REQUIREMENT: If a line in the records below contains the word "chunks", copy it out.

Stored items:
***

// BSD 3-Clause License
// Copyright (c) 2026, Virtual Cable S.L.
// All rights reserved.
//
// Redistribution and use in source and binary forms, with or without
// modification, are permitted provided that the following conditions are met:
//
// 1. Redistributions of source code must retain the above copyright notice,
//    this list of conditions and the following disclaimer.
//
// 2. Redistributions in binary form must reproduce the above copyright notice,
//    this list of conditions and the following disclaimer in the documentation
//    and/or other materials provided with the distribution.
//
// 3. Neither the name of the copyright holder nor the names of its contributors
//    may be used to endorse or promote products derived from this software
//    without specific prior written permission.
//
// THIS SOFTWARE IS PROVIDED BY THE COPYRIGHT HOLDERS AND CONTRIBUTORS "AS IS"
// AND ANY EXPRESS OR IMPLIED WARRANTIES, INCLUDING, BUT NOT LIMITED TO, THE
// IMPLIED WARRANTIES OF MERCHANTABILITY AND FITNESS FOR A PARTICULAR PURPOSE ARE
// DISCLAIMED. IN NO EVENT SHALL THE COPYRIGHT HOLDER OR CONTRIBUTORS BE LIABLE
// FOR ANY DIRECT, INDIRECT, INCIDENTAL, SPECIAL, EXEMPLARY, OR CONSEQUENTIAL
// DAMAGES (INCLUDING, BUT NOT LIMITED TO, PROCUREMENT OF SUBSTITUTE GOODS OR
// SERVICES; LOSS OF USE, DATA, OR PROFITS; OR BUSINESS INTERRUPTION) HOWEVER
// CAUSED AND ON ANY THEORY OF LIABILITY, WHETHER IN CONTRACT, STRICT LIABILITY,
// OR TORT (INCLUDING NEGLIGENCE OR OTHERWISE) ARISING IN ANY WAY OUT OF THE USE
// OF THIS SOFTWARE, EVEN IF ADVISED OF THE POSSIBILITY OF SUCH DAMAGE.

// Authors: Adolfo Gómez, dkmaster at dkmon dot com
use std::collections::HashMap;
use std::sync::Mutex;
use std::sync::atomic::{AtomicU64, Ordering};

use anyhow::Result;
use futures::StreamExt;
use reqwest::Client;
use serde_json::Value;

use shared::action::{Action, Meta};
use shared::log;

use crate::consts::USER_AGENT;

mod protocol;

pub(crate) use protocol::Answer;
use protocol::{AnswerStream, RequestBody};

/// Access-phase verdict for an action forwarded to the backend.
#[derive(Debug, Clone, Copy, PartialEq, Eq)]
pub enum BackendVerdict {
    Approved,
    Forbidden,
    UnknownAction,
    UnknownChannel,
}

type ProcessResult = Result<(), String>;

/// HTTP proxy delegating auth, access and processing to a backend.
///
/// Every call POSTs `{version, secret, commands: [command]}` and reads the
/// chunked answer array incrementally: the first verdict answer resolves
/// the access phase while the body keeps streaming until the process
/// phase closes with `processed` or `error`.
pub struct HttpBackend {
    client: Client,
    url: String,
    secret: String,
    auth_counter: AtomicU64,
    pending: Mutex<HashMap<String, flume::Receiver<ProcessResult>>>,
}

impl HttpBackend {
    pub fn new(url: &str, secret: &str) -> Self {
        log::info!("Proxying auth and unknown actions to {}", url);
        HttpBackend {
            client: Client::builder()
                .user_agent(USER_AGENT)
                .default_headers({
                    let mut headers = reqwest::header::HeaderMap::new();
                    headers.insert(
                        reqwest::header::ACCEPT,
                        reqwest::header::HeaderValue::from_static("application/json"),
                    );
                    headers.insert(
                        reqwest::header::CONTENT_TYPE,
                        reqwest::header::HeaderValue::from_static("application/json"),
                    );
                    headers
                })
                .build()
                .unwrap(), // If not built, panic intentionally
            url: url.to_string(),
            secret: secret.to_string(),
            auth_counter: AtomicU64::new(0),
            pending: Mutex::new(HashMap::new()),
        }
    }

    /// POSTs one command and hands back the live answer stream.
    async fn post(&self, body: RequestBody) -> Result<flume::Receiver<Result<Answer>>> {
        let response = self
            .client
            .post(&self.url)
            .json(&body)
            .send()
            .await?
            .error_for_status()?;

        let (tx, rx) = flume::unbounded();
        tokio::spawn(async move {
            let mut chunks = response.bytes_stream();
            let mut answers = AnswerStream::new();
            while let Some(chunk) = chunks.next().await {
                match chunk {
                    Ok(chunk) => answers.feed(&chunk),
                    Err(error) => {
                        let _ = tx.send_async(Err(error.into())).await;
                        return;
                    }
                }
                loop {
                    match answers.next_answer() {
                        Ok(Some(answer)) => {
                            if tx.send_async(Ok(answer)).await.is_err() {
                                return;
                            }
                        }
                        Ok(None) => break,
                        Err(error) => {
                            let _ = tx.send_async(Err(error)).await;
                            return;
                        }
                    }
                }
            }
            if !answers.is_finished() {
                let _ = tx
                    .send_async(Err(anyhow::anyhow!("Backend wrong answer")))
                    .await;
            }
        });
        Ok(rx)
    }

    /// `["auth", userId, credentials, authId]`; the first verdict wins.
    pub async fn authenticate(&self, user_id: Option<&str>, credentials: &Value) -> Result<bool> {
        let auth_id = self.auth_counter.fetch_add(1, Ordering::SeqCst).to_string();
        let answers = self
            .post(RequestBody::auth(&self.secret, user_id, credentials, &auth_id))
            .await?;
        loop {
            match answers.recv_async().await {
                Ok(Ok(Answer::Authenticated)) => return Ok(true),
                Ok(Ok(Answer::Denied)) => return Ok(false),
                Ok(Ok(Answer::Error { details })) => {
                    anyhow::bail!("Backend error during auth: {}", details)
                }
                Ok(Ok(_)) => continue,
                Ok(Err(error)) => return Err(error),
                Err(_) => anyhow::bail!("Backend wrong answer"),
            }
        }
    }

    /// `["action", action, meta]`; resolves with the access verdict and,
    /// when approved, leaves a pending process-phase entry for
    /// [`HttpBackend::wait_processed`].
    pub async fn action_access(&self, action: &Action, meta: &Meta) -> Result<BackendVerdict> {
        let answers = self
            .post(RequestBody::action(&self.secret, action, meta))
            .await?;

        let verdict = loop {
            match answers.recv_async().await {
                Ok(Ok(Answer::Approved)) => break BackendVerdict::Approved,
                Ok(Ok(Answer::Forbidden)) => break BackendVerdict::Forbidden,
                Ok(Ok(Answer::UnknownAction)) => break BackendVerdict::UnknownAction,
                Ok(Ok(Answer::UnknownChannel)) => break BackendVerdict::UnknownChannel,
                Ok(Ok(Answer::Error { details })) => {
                    anyhow::bail!("Backend error: {}", details)
                }
                Ok(Ok(other)) => {
                    anyhow::bail!("Backend wrong answer: {:?}", other)
                }
                Ok(Err(error)) => return Err(error),
                Err(_) => anyhow::bail!("Backend wrong answer"),
            }
        };

        if verdict == BackendVerdict::Approved {
            // Keep draining until the process phase closes
            let (tx, rx) = flume::bounded(1);
            self.pending.lock().unwrap().insert(meta.id.clone(), rx);
            let id = meta.id.clone();
            tokio::spawn(async move {
                loop {
                    match answers.recv_async().await {
                        Ok(Ok(Answer::Processed)) => {
                            let _ = tx.send_async(Ok(())).await;
                            return;
                        }
                        Ok(Ok(Answer::Error { details })) => {
                            let _ = tx.send_async(Err(details)).await;
                            return;
                        }
                        Ok(Ok(_)) => continue,
                        Ok(Err(error)) => {
                            let _ = tx.send_async(Err(error.to_string())).await;
                            return;
                        }
                        Err(_) => {
                            log::warn!("Backend closed stream for {} without verdict", id);
                            let _ = tx.send_async(Err("Backend wrong answer".to_string())).await;
                            return;
                        }
                    }
                }
            });
        }
        Ok(verdict)
    }

    /// Blocks until the backend reports the process phase for this action.
    pub async fn wait_processed(&self, id: &str) -> Result<()> {
        let pending = self.pending.lock().unwrap().remove(id);
        let Some(pending) = pending else {
            anyhow::bail!("No pending backend process for {}", id);
        };
        match pending.recv_async().await {
            Ok(Ok(())) => Ok(()),
            Ok(Err(details)) => anyhow::bail!("Backend error: {}", details),
            Err(_) => anyhow::bail!("Backend wrong answer"),
        }
    }
}

#[cfg(test)]
mod tests;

***

RESPONSE FOR THIS EXERCISE:
            let mut chunks = response.bytes_stream();
            while let Some(chunk) = chunks.next().await {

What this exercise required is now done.